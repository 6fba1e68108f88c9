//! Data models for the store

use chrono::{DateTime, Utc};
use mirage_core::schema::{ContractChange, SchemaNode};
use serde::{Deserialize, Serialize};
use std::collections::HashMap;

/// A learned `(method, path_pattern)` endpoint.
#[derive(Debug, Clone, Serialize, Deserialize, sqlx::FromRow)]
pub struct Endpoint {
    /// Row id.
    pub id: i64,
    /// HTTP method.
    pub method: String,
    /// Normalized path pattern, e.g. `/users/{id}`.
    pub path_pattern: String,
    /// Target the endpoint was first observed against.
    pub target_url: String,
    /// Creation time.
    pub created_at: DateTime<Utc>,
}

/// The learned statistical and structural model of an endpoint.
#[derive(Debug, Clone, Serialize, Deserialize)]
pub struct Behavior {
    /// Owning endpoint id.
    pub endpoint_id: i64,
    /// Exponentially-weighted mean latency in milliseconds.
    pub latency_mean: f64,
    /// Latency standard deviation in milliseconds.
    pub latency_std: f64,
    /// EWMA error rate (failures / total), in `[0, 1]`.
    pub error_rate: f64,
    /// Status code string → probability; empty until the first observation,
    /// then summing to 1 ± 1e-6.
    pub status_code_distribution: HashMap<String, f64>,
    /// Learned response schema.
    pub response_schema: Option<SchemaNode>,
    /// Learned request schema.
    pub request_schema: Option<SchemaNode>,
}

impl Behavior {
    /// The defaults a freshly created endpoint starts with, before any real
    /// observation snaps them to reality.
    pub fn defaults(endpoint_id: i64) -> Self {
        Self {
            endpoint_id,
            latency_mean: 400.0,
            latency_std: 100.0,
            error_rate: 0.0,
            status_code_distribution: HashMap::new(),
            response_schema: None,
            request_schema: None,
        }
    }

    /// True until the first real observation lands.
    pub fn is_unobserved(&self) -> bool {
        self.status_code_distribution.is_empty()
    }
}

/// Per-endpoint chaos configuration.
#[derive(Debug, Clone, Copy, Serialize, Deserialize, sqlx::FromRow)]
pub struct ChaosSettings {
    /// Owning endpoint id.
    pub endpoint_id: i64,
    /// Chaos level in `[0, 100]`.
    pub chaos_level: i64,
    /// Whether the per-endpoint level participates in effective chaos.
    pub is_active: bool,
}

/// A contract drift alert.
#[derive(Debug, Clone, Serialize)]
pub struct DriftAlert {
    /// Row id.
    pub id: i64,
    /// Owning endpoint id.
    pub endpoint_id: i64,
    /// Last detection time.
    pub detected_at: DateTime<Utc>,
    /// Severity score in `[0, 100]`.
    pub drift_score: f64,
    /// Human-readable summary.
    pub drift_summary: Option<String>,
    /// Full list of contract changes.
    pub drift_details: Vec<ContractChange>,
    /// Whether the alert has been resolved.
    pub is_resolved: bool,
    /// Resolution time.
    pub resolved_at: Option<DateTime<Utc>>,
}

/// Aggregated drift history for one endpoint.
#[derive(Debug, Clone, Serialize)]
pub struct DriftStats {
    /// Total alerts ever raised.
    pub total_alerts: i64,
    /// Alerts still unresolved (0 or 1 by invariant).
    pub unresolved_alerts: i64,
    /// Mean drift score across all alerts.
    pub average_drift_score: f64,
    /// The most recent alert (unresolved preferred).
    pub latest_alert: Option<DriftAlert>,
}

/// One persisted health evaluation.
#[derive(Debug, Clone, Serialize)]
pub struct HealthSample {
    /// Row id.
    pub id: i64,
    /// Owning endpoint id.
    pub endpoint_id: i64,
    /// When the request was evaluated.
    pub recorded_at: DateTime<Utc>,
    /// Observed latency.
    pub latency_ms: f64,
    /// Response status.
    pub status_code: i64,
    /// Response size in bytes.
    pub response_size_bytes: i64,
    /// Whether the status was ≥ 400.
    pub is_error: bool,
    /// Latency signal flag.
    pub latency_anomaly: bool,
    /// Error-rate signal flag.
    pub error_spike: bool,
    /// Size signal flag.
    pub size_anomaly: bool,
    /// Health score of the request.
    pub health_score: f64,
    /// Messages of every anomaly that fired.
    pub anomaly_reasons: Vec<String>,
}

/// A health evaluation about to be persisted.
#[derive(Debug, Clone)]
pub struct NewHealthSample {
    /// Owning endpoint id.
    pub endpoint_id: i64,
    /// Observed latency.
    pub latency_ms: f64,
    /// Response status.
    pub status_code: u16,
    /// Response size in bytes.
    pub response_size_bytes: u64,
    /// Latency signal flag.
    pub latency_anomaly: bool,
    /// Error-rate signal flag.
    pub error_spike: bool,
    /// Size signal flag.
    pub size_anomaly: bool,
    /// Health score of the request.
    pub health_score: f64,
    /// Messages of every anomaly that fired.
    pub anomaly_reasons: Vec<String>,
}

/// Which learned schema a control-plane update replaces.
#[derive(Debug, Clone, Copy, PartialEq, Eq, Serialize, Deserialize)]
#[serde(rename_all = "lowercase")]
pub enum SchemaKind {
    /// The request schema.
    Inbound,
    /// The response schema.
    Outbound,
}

+ + + +

**INSTRUCTIONS FOR THE TASK**. Using the material above, transcribe exactly the lines from the line with "latency in milliseconds." to the line with "real observation lands."; both count, and nothing else goes in.

**WRITTEN ANSWER**.
    /// Exponentially-weighted mean latency in milliseconds.
    pub latency_mean: f64,
    /// Latency standard deviation in milliseconds.
    pub latency_std: f64,
    /// EWMA error rate (failures / total), in `[0, 1]`.
    pub error_rate: f64,
    /// Status code string → probability; empty until the first observation,
    /// then summing to 1 ± 1e-6.
    pub status_code_distribution: HashMap<String, f64>,
    /// Learned response schema.
    pub response_schema: Option<SchemaNode>,
    /// Learned request schema.
    pub request_schema: Option<SchemaNode>,
}

impl Behavior {
    /// The defaults a freshly created endpoint starts with, before any real
    /// observation snaps them to reality.
    pub fn defaults(endpoint_id: i64) -> Self {
        Self {
            endpoint_id,
            latency_mean: 400.0,
            latency_std: 100.0,
            error_rate: 0.0,
            status_code_distribution: HashMap::new(),
            response_schema: None,
            request_schema: None,
        }
    }

    /// True until the first real observation lands.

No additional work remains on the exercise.